Howard Jacobson: It is always my pleasure to talk to you and I love being part of an experience.
Robby Barbaro: That’s great! So, why don't you give us just a little background information? How did you get into this whole plant-based lifestyle?
Howard Jacobson: So it started in 1990, right after my father died of a heart attack. I was wandering around a Barnes & Noble. At that point, I had no interest in nutrition and health and any of that stuff. And for some reason, I pulled a book off the shelf, John Robbins, Diet for a New America. And again, no idea. So clearly forces larger than my little ego were at play here. And I devoured it. And I became, I guess you would say whole food, plant-based overnight, although, you know, I was thinking of it like vegan, no oil, no sugar.
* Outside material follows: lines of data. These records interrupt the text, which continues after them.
use std::collections::HashMap;
use std::io::{BufRead, BufReader, Read, Write};
use std::net::{TcpListener, TcpStream};
use std::path::PathBuf;
use std::sync::{Arc, Mutex};
use std::thread;

use spreadsheet_intake::ingestion::{
    FetchOptions, Fetcher, FormatTag, LoadOptions, Loader, Source,
};
use spreadsheet_intake::LoadError;

type Files = Arc<Mutex<HashMap<String, Vec<u8>>>>;
type Headers = Arc<Mutex<HashMap<String, Vec<String>>>>;

/// Minimal HTTP/1.1 server: serves GETs from a path map and stores PUT bodies back into it.
/// Uploads sent without a `Content-Length` are refused with 411, as object stores do.
struct StubServer {
    base: String,
    files: Files,
    /// Lower-cased request header lines of the last request to each path.
    headers: Headers,
}

impl StubServer {
    fn start(files: HashMap<String, Vec<u8>>) -> Self {
        let listener = TcpListener::bind("127.0.0.1:0").unwrap();
        let base = format!("http://{}", listener.local_addr().unwrap());
        let files = Arc::new(Mutex::new(files));
        let headers = Headers::default();
        let (shared_files, shared_headers) = (files.clone(), headers.clone());
        thread::spawn(move || {
            for stream in listener.incoming().flatten() {
                let _ = serve(stream, &shared_files, &shared_headers);
            }
        });
        Self {
            base,
            files,
            headers,
        }
    }

    fn url(&self, path: &str) -> String {
        format!("{}{path}", self.base)
    }
}

fn serve(stream: TcpStream, files: &Files, headers: &Headers) -> std::io::Result<()> {
    let mut reader = BufReader::new(stream.try_clone()?);
    let mut request_line = String::new();
    reader.read_line(&mut request_line)?;
    let mut parts = request_line.split_whitespace();
    let method = parts.next().unwrap_or_default().to_string();
    let path = parts.next().unwrap_or_default().to_string();

    let mut content_length = None;
    let mut chunked = false;
    let mut seen = Vec::new();
    loop {
        let mut line = String::new();
        reader.read_line(&mut line)?;
        let line = line.trim_end();
        if line.is_empty() {
            break;
        }
        seen.push(line.to_ascii_lowercase());
        if let Some((name, value)) = line.split_once(':') {
            let name = name.trim().to_ascii_lowercase();
            let value = value.trim();
            if name == "content-length" {
                content_length = value.parse::<usize>().ok();
            } else if name == "transfer-encoding" && value.eq_ignore_ascii_case("chunked") {
                chunked = true;
            }
        }
    }

    headers.lock().unwrap().insert(path.clone(), seen);

    let (status, body) = match method.as_str() {
        "GET" => match files.lock().unwrap().get(&path) {
            Some(body) => ("200 OK", body.clone()),
            None => ("404 Not Found", b"missing".to_vec()),
        },
        "PUT" => {
            let body = if chunked {
                read_chunked(&mut reader)?
            } else {
                let mut body = vec![0u8; content_length.unwrap_or(0)];
                reader.read_exact(&mut body)?;
                body
            };
            if chunked {
                ("411 Length Required", Vec::new())
            } else {
                files.lock().unwrap().insert(path, body);
                ("201 Created", Vec::new())
            }
        }
        _ => ("405 Method Not Allowed", Vec::new()),
    };

    let mut out = stream;
    write!(
        out,
        "HTTP/1.1 {status}\r\nContent-Length: {}\r\nConnection: close\r\n\r\n",
        body.len()
    )?;
    out.write_all(&body)?;
    out.flush()
}

fn read_chunked<R: BufRead>(reader: &mut R) -> std::io::Result<Vec<u8>> {
    let mut body = Vec::new();
    loop {
        let mut size_line = String::new();
        reader.read_line(&mut size_line)?;
        let size_hex = size_line.trim().split(';').next().unwrap_or("0");
        let size = usize::from_str_radix(size_hex, 16).unwrap_or(0);
        if size == 0 {
            // Trailer section ends with an empty line.
            let mut line = String::new();
            while reader.read_line(&mut line)? > 0 && !line.trim().is_empty() {
                line.clear();
            }
            return Ok(body);
        }
        let mut chunk = vec![0u8; size];
        reader.read_exact(&mut chunk)?;
        body.extend_from_slice(&chunk);
        let mut crlf = [0u8; 2];
        reader.read_exact(&mut crlf)?;
    }
}

fn fixture_bytes(name: &str) -> Vec<u8> {
    let path = PathBuf::from(env!("CARGO_MANIFEST_DIR"))
        .join("tests")
        .join("fixtures")
        .join(name);
    std::fs::read(path).unwrap()
}

fn options_in(dir: &tempfile::TempDir) -> LoadOptions {
    LoadOptions {
        fetch: FetchOptions {
            prefix: dir.path().to_path_buf(),
            timeout_secs: Some(10),
            ..Default::default()
        },
        ..Default::default()
    }
}

#[test]
fn http_sources_are_fetched_and_sniffed() {
    let server = StubServer::start(HashMap::from([
        ("/report.csv".to_string(), fixture_bytes("legacy.xls")),
        ("/plain".to_string(), fixture_bytes("with-bom.csv")),
    ]));
    let dir = tempfile::tempdir().unwrap();
    let loader = Loader::new(options_in(&dir)).unwrap();

    let outcome = loader.load_outcome(&server.url("/report.csv")).unwrap();
    assert_eq!(outcome.artifact.format, FormatTag::Xls);
    assert_eq!(outcome.table.columns, vec!["hello", "world"]);

    let outcome = loader.load_outcome(&server.url("/plain")).unwrap();
    assert_eq!(outcome.artifact.format, FormatTag::Csv);
    assert_eq!(outcome.table.columns, vec!["hello", "world"]);
}

#[test]
fn non_success_status_is_a_transport_error() {
    let server = StubServer::start(HashMap::new());
    let dir = tempfile::tempdir().unwrap();

    let err = Loader::new(options_in(&dir))
        .unwrap()
        .load(&server.url("/gone.xlsx"))
        .unwrap_err();
    assert!(matches!(err, LoadError::Http(_)), "got {err:?}");
    assert!(err.is_transport());
}

#[test]
fn uploading_a_file_sends_its_length() {
    let server = StubServer::start(HashMap::new());
    let dir = tempfile::tempdir().unwrap();
    let fetcher = Fetcher::new(options_in(&dir).fetch).unwrap();

    let local = dir.path().join("out.csv");
    std::fs::write(&local, fixture_bytes("latin-1.csv")).unwrap();
    let target = Source::parse(&server.url("/upload/out.csv")).unwrap();
    fetcher.upload_file(&target, &local).unwrap();

    let sent = server.headers.lock().unwrap().get("/upload/out.csv").cloned().unwrap();
    assert!(sent.contains(&"content-length: 35".to_string()), "{sent:?}");
    assert!(!sent.iter().any(|h| h.starts_with("transfer-encoding")), "{sent:?}");

    let stored = server.files.lock().unwrap().get("/upload/out.csv").cloned();
    assert_eq!(stored, Some(fixture_bytes("latin-1.csv")));

    let mut back = Vec::new();
    fetcher.copy_to(&target, &mut back).unwrap();
    assert_eq!(back, fixture_bytes("latin-1.csv"));
}

#[test]
fn sized_stream_upload_is_not_chunked() {
    let server = StubServer::start(HashMap::new());
    let dir = tempfile::tempdir().unwrap();
    let fetcher = Fetcher::new(options_in(&dir).fetch).unwrap();

    let payload = b"hello,world\nalpha,bravo\n".to_vec();
    let target = Source::parse(&server.url("/sized")).unwrap();
    let len = payload.len() as u64;
    fetcher
        .upload(&target, std::io::Cursor::new(payload.clone()), Some(len))
        .unwrap();
    assert_eq!(server.files.lock().unwrap().get("/sized").cloned(), Some(payload));
}

#[test]
fn unsized_stream_upload_goes_out_chunked() {
    let server = StubServer::start(HashMap::new());
    let dir = tempfile::tempdir().unwrap();
    let fetcher = Fetcher::new(options_in(&dir).fetch).unwrap();

    let target = Source::parse(&server.url("/unsized")).unwrap();
    let err = fetcher
        .upload(&target, std::io::Cursor::new(b"a,b\n".to_vec()), None)
        .unwrap_err();
    assert!(matches!(err, LoadError::Http(_)), "got {err:?}");

    let sent = server.headers.lock().unwrap().get("/unsized").cloned().unwrap();
    assert!(sent.contains(&"transfer-encoding: chunked".to_string()), "{sent:?}");
}
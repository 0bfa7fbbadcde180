use std::io::{self, Write};
use std::path::PathBuf;
use std::process::ExitCode;

use clap::{Parser, Subcommand, ValueEnum};
use spreadsheet_intake::config::IntakeConfig;
use spreadsheet_intake::ingestion::{ArtifactNaming, LoadOptions, Loader, Source, TracingObserver};
use spreadsheet_intake::types::TabularResult;
use spreadsheet_intake::{logging, LoadResult};

/// Load CSV/XLS/XLSX resources by URI, whatever their file name claims.
#[derive(Debug, Parser)]
#[command(name = "spreadsheet-intake", version)]
#[command(about = "Fetch a spreadsheet by URI, sniff its format, and print it as a table", long_about = None)]
struct Cli {
    /// TOML config file.
    #[arg(long, global = true)]
    config: Option<PathBuf>,

    /// Directory for downloaded artifacts (overrides the config file).
    #[arg(long, global = true)]
    prefix: Option<PathBuf>,

    /// Give every fetch its own artifact instead of reusing the per-URI name.
    #[arg(long, global = true)]
    unique_artifacts: bool,

    /// Log filter used when RUST_LOG is not set.
    #[arg(long, global = true, default_value = "warn")]
    log: String,

    #[command(subcommand)]
    command: Command,
}

#[derive(Debug, Subcommand)]
enum Command {
    /// Load a resource and print it.
    Load {
        /// `file://`, `http://` or `https://` URI.
        uri: String,

        /// Read the first sheet whose name contains this text.
        #[arg(long)]
        sheet: Option<String>,

        #[arg(long, value_enum, default_value_t = OutputFormat::Json)]
        output: OutputFormat,

        /// Delete the downloaded artifact after loading.
        #[arg(long)]
        discard_artifact: bool,
    },

    /// List a workbook's sheets and show which one would be read.
    Sheets {
        uri: String,

        #[arg(long)]
        sheet: Option<String>,
    },

    /// Copy a resource to a local file as-is.
    Get { uri: String, file: PathBuf },

    /// Upload a local file to a `file://` or `http(s)://` URI.
    Put { file: PathBuf, uri: String },
}

#[derive(Debug, Clone, Copy, PartialEq, Eq, ValueEnum)]
enum OutputFormat {
    Json,
    Csv,
}

fn main() -> ExitCode {
    let cli = Cli::parse();
    logging::init_logging(&cli.log);

    match run(cli) {
        Ok(()) => ExitCode::SUCCESS,
        Err(err) => {
            eprintln!("spreadsheet-intake error: {err}");
            ExitCode::FAILURE
        }
    }
}

fn run(cli: Cli) -> LoadResult<()> {
    let mut options = match &cli.config {
        Some(path) => IntakeConfig::load(path)?.into_load_options(),
        None => LoadOptions {
            observer: Some(std::sync::Arc::new(TracingObserver)),
            ..Default::default()
        },
    };
    if let Some(prefix) = cli.prefix {
        options.fetch.prefix = prefix;
    }
    if cli.unique_artifacts {
        options.fetch.naming = ArtifactNaming::Unique;
    }

    match cli.command {
        Command::Load {
            uri,
            sheet,
            output,
            discard_artifact,
        } => {
            if sheet.is_some() {
                options.sheet_hint = sheet;
            }
            let loader = Loader::new(options)?;
            let outcome = loader.load_outcome(&uri)?;
            let format = outcome.artifact.format;
            if let Some(hint) = loader.sheet_hint().filter(|_| !format.is_workbook()) {
                tracing::warn!(%hint, %format, "sheet hint ignored");
            }
            write_table(&outcome.table, output)?;
            if discard_artifact {
                outcome.artifact.discard()?;
            }
        }
        Command::Sheets { uri, sheet } => {
            if sheet.is_some() {
                options.sheet_hint = sheet;
            }
            let loader = Loader::new(options)?;
            let artifact = loader.fetcher().fetch(&Source::parse(&uri)?)?;
            let mut out = io::stdout().lock();
            match loader.catalog(&artifact)? {
                Some(catalog) => {
                    let chosen = catalog.resolve(loader.sheet_hint());
                    writeln!(out, "format: {}", artifact.format)?;
                    for entry in catalog.entries() {
                        let marker = if entry.name == chosen.name { '*' } else { ' ' };
                        let mut flags = Vec::new();
                        if entry.active {
                            flags.push("active");
                        }
                        if !entry.visible {
                            flags.push("hidden");
                        }
                        writeln!(out, "{marker} {} {}", entry.name, flags.join(","))?;
                    }
                    writeln!(out, "selected: {} ({})", chosen.name, chosen.reason)?;
                }
                None => writeln!(out, "format: {} (no sheets)", artifact.format)?,
            }
        }
        Command::Get { uri, file } => {
            let source = Source::parse(&uri)?;
            let loader = Loader::new(options)?;
            loader.fetcher().download_to(&source, &file)?;
        }
        Command::Put { file, uri } => {
            let target = Source::parse(&uri)?;
            let loader = Loader::new(options)?;
            loader.fetcher().upload_file(&target, &file)?;
        }
    }
    Ok(())
}

fn write_table(table: &TabularResult, format: OutputFormat) -> LoadResult<()> {
    let stdout = io::stdout().lock();
    match format {
        OutputFormat::Json => {
            let mut out = io::BufWriter::new(stdout);
            serde_json::to_writer_pretty(&mut out, table).map_err(io::Error::from)?;
            writeln!(out)?;
            out.flush()?;
        }
        OutputFormat::Csv => {
            let mut wtr = csv::Writer::from_writer(stdout);
            wtr.write_record(&table.columns)?;
            for row in &table.rows {
                wtr.write_record(row.iter().map(|v| v.to_cell_string()))?;
            }
            wtr.flush()?;
        }
    }
    Ok(())
}
//! Logging init for binaries: `tracing` events to stderr.

use tracing_subscriber::EnvFilter;

/// Install a stderr `fmt` subscriber.
///
/// `RUST_LOG` takes precedence; `default_filter` (e.g. `"info"` or
/// `"warn,spreadsheet_intake=debug"`) applies when it is unset or invalid. Calling this
/// more than once is harmless: later calls leave the first subscriber in place.
pub fn init_logging(default_filter: &str) {
    let env_filter =
        EnvFilter::try_from_default_env().unwrap_or_else(|_| EnvFilter::new(default_filter));
    let _ = tracing_subscriber::fmt()
        .with_env_filter(env_filter)
        .with_writer(std::io::stderr)
        .with_ansi(false)
        .try_init();
}
use crate::codec::Coding;
use crate::error::Error;
use compression_core::Level;
use flate2::{Compress, Compression, Crc, FlushCompress, Status};
use std::io::{self, Write};

const OUTPUT_BUFFER_SIZE: usize = 8 * 1024; // 8KB output buffer

/// Gzip member header: magic, CM=deflate, no flags, no mtime, XFL=0, OS=unknown.
const GZIP_HEADER: [u8; 10] = [0x1f, 0x8b, 0x08, 0x00, 0x00, 0x00, 0x00, 0x00, 0x00, 0xff];

/// Lifecycle of an [`Encoder`] between checkouts.
#[derive(Debug, Clone, Copy, PartialEq, Eq)]
enum EncoderState {
    /// Freshly reset; nothing has been written for the current response.
    Ready,
    /// Has accepted input for the current response.
    Writing,
    /// The stream end (and gzip trailer) has been written.
    Finished,
}

/// A reusable streaming gzip or deflate compressor.
///
/// The encoder owns its compression state and scratch buffer but not its
/// output: every call takes the sink to write into, so binding an encoder to
/// a response is the caller's concern (see [`PooledEncoder`]).
///
/// [`PooledEncoder`]: crate::PooledEncoder
pub struct Encoder {
    coding: Coding,
    compress: Compress,
    crc: Crc,
    output_buffer: Vec<u8>,
    state: EncoderState,
}

impl Encoder {
    /// Creates a new encoder for `coding` at `level`.
    pub(crate) fn new(coding: Coding, level: Level) -> Result<Self, Error> {
        if coding == Coding::Identity {
            return Err(Error::NoEncoder(coding));
        }

        Ok(Self {
            coding,
            // Gzip wraps the raw deflate stream in its own framing.
            compress: Compress::new(compression(level)?, false),
            crc: Crc::new(),
            output_buffer: vec![0u8; OUTPUT_BUFFER_SIZE],
            state: EncoderState::Ready,
        })
    }

    /// Returns the coding this encoder produces.
    pub fn coding(&self) -> Coding {
        self.coding
    }

    /// Returns `true` once the stream has been finalized.
    pub fn is_finished(&self) -> bool {
        self.state == EncoderState::Finished
    }

    /// Discards all stream state so the encoder can start a new response.
    pub(crate) fn reset(&mut self) {
        self.compress.reset();
        self.crc.reset();
        self.state = EncoderState::Ready;
    }

    /// Compresses `input`, writing any completed blocks to `sink`.
    pub(crate) fn write_to<W: Write + ?Sized>(&mut self, input: &[u8], sink: &mut W) -> io::Result<()> {
        self.begin(sink)?;
        if self.coding == Coding::Gzip {
            self.crc.update(input);
        }
        self.run(input, FlushCompress::None, sink)
    }

    /// Sync-flushes the compressor so everything written so far reaches `sink`.
    pub(crate) fn flush_to<W: Write + ?Sized>(&mut self, sink: &mut W) -> io::Result<()> {
        if self.state == EncoderState::Finished {
            return Ok(());
        }
        self.begin(sink)?;
        self.run(&[], FlushCompress::Sync, sink)
    }

    /// Ends the stream, writing the final block and any trailer to `sink`.
    ///
    /// Finishing an already finished encoder writes nothing.
    pub(crate) fn finish_to<W: Write + ?Sized>(&mut self, sink: &mut W) -> io::Result<()> {
        if self.state == EncoderState::Finished {
            return Ok(());
        }
        self.begin(sink)?;
        self.run(&[], FlushCompress::Finish, sink)?;

        if self.coding == Coding::Gzip {
            let mut trailer = [0u8; 8];
            trailer[..4].copy_from_slice(&self.crc.sum().to_le_bytes());
            trailer[4..].copy_from_slice(&self.crc.amount().to_le_bytes());
            sink.write_all(&trailer)?;
        }

        self.state = EncoderState::Finished;
        Ok(())
    }

    /// Writes the gzip header before the first block of a response.
    fn begin<W: Write + ?Sized>(&mut self, sink: &mut W) -> io::Result<()> {
        if self.state != EncoderState::Ready {
            return Ok(());
        }
        if self.coding == Coding::Gzip {
            sink.write_all(&GZIP_HEADER)?;
        }
        self.state = EncoderState::Writing;
        Ok(())
    }

    /// Drives the compressor until `input` is consumed and `flush` is satisfied.
    fn run<W: Write + ?Sized>(
        &mut self,
        mut input: &[u8],
        flush: FlushCompress,
        sink: &mut W,
    ) -> io::Result<()> {
        loop {
            let before_in = self.compress.total_in();
            let before_out = self.compress.total_out();

            let status = self
                .compress
                .compress(input, &mut self.output_buffer, flush)
                .map_err(io::Error::other)?;

            let consumed = (self.compress.total_in() - before_in) as usize;
            let written = (self.compress.total_out() - before_out) as usize;
            input = &input[consumed..];

            if written > 0 {
                sink.write_all(&self.output_buffer[..written])?;
            }

            match (status, flush) {
                (Status::StreamEnd, _) => return Ok(()),
                // Without a flush, unconsumed output waits for a later call.
                (_, FlushCompress::None) if input.is_empty() => return Ok(()),
                // A flush is complete once the compressor stops filling the buffer.
                (_, FlushCompress::Sync) if input.is_empty() && written < self.output_buffer.len() => {
                    return Ok(());
                }
                (Status::BufError, _) if consumed == 0 && written == 0 => {
                    return Err(io::Error::new(
                        io::ErrorKind::WriteZero,
                        "compressor made no progress",
                    ));
                }
                _ => {}
            }
        }
    }
}

/// Converts a configured level into a flate2 compression level.
fn compression(level: Level) -> Result<Compression, Error> {
    match level {
        Level::Fastest => Ok(Compression::fast()),
        Level::Best => Ok(Compression::best()),
        Level::Precise(quality) => match u32::try_from(quality) {
            Ok(q) if q <= 9 => Ok(Compression::new(q)),
            _ => Err(Error::InvalidLevel(quality)),
        },
        _ => Ok(Compression::default()),
    }
}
And I dropped a bunch of weight, I felt great. And I was like, Okay, this is this is the answer, this is the way to live.
And I would love to be able to tell you that it's been that way ever since, but I have this tremendous ability to forget stuff. And by the time, it was 1990, by the time my daughter was born in 1996, I had totally forgotten about this. And I remember, you know, she's, you know, 18 months, two years old, and I was like, trying to get her to eat the cheese on the pizza, like, don't take the cheese off, don't just eat the bread and the sauce. And so I completely eliminated it from my mind. And it took another couple of these sorts of episodes to get me to the place where, it's kind of who I am and what I do. So I have a lot of empathy for people who know the right answer, and still don't do the right answer.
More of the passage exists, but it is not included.